The IABIABC is again updating its Medical Bill Data Reporting guidelines, moving from version 1.1 to Release 2.0. Correspondingly, the California EDI Implementation Guide for Medical Bill Payment Records is being updated to be consistent with IAIABIC’s Medical Bill Data Reporting Implementation Guide, Release 2.0. It is therefore necessary to also revise sections 9701 and 9702 of Title 8 of the California Code of Regulations, concerning transmittal of EDI to WCIS so that these regulations will not be inconsistent with the revised California EDI Implementation Guide for Medical Bill Payment Records and the IAIABC’s Medical Bill Data Reporting guidelines, Release 2.0.

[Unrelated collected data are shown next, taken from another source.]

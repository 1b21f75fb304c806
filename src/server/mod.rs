//! Line-delimited JSON-RPC host for the DRC engine
//!
//! One request per line on stdin, one response per line on stdout. DRC runs
//! happen on a background thread; completion is pushed as a `drcComplete`
//! notification.

pub mod handlers;
pub mod protocol;
pub mod state;

pub use protocol::{error_codes, Request, Response};
pub use state::{DrcAsyncResult, ServerState};

use serde::de::DeserializeOwned;
use std::sync::mpsc::Sender;

/// Deserialize request params; missing params read as an empty object
pub(crate) fn parse_params<T: DeserializeOwned>(params: Option<serde_json::Value>) -> Result<T, String> {
    let value = params.unwrap_or_else(|| serde_json::json!({}));
    serde_json::from_value(value).map_err(|e| format!("Invalid params: {}", e))
}

/// Route a request to its handler
pub fn dispatch(state: &mut ServerState, request: Request, tx: &Sender<DrcAsyncResult>) -> Response {
    let Request { id, method, params } = request;
    match method.as_str() {
        "LoadBoard" => handlers::handle_load_board(state, id, params),
        "CompileRules" => handlers::handle_compile_rules(state, id, params),
        "RunDRC" => handlers::handle_run_drc_async(state, id, params, tx),
        "CancelDRC" => handlers::handle_cancel_drc(state, id),
        "GetViolations" => handlers::handle_get_violations(state, id),
        "EvalConstraint" => handlers::handle_eval_constraint(state, id, params),
        "QueryConstraints" => handlers::handle_query_constraints(state, id, params),
        "GetStatus" => handlers::handle_get_status(state, id),
        _ => Response::error(id, error_codes::METHOD_NOT_FOUND, format!("Method not found: {}", method)),
    }
}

These proposed regulations implement, interpret, and make specific Labor Code section 138.6, which mandates the development of the WCIS, requires data to be collected electronically to be compatible with the IAIABC EDI system, and requires data elements to be collected through EDI to be set forth in regulations. Changes in certain regulatory definitions and in the data elements to be reported have been proposed to bring WCIS into compliance with the new IAIABC requirements. The notice and text of the regulations can be found on the proposed regulations page.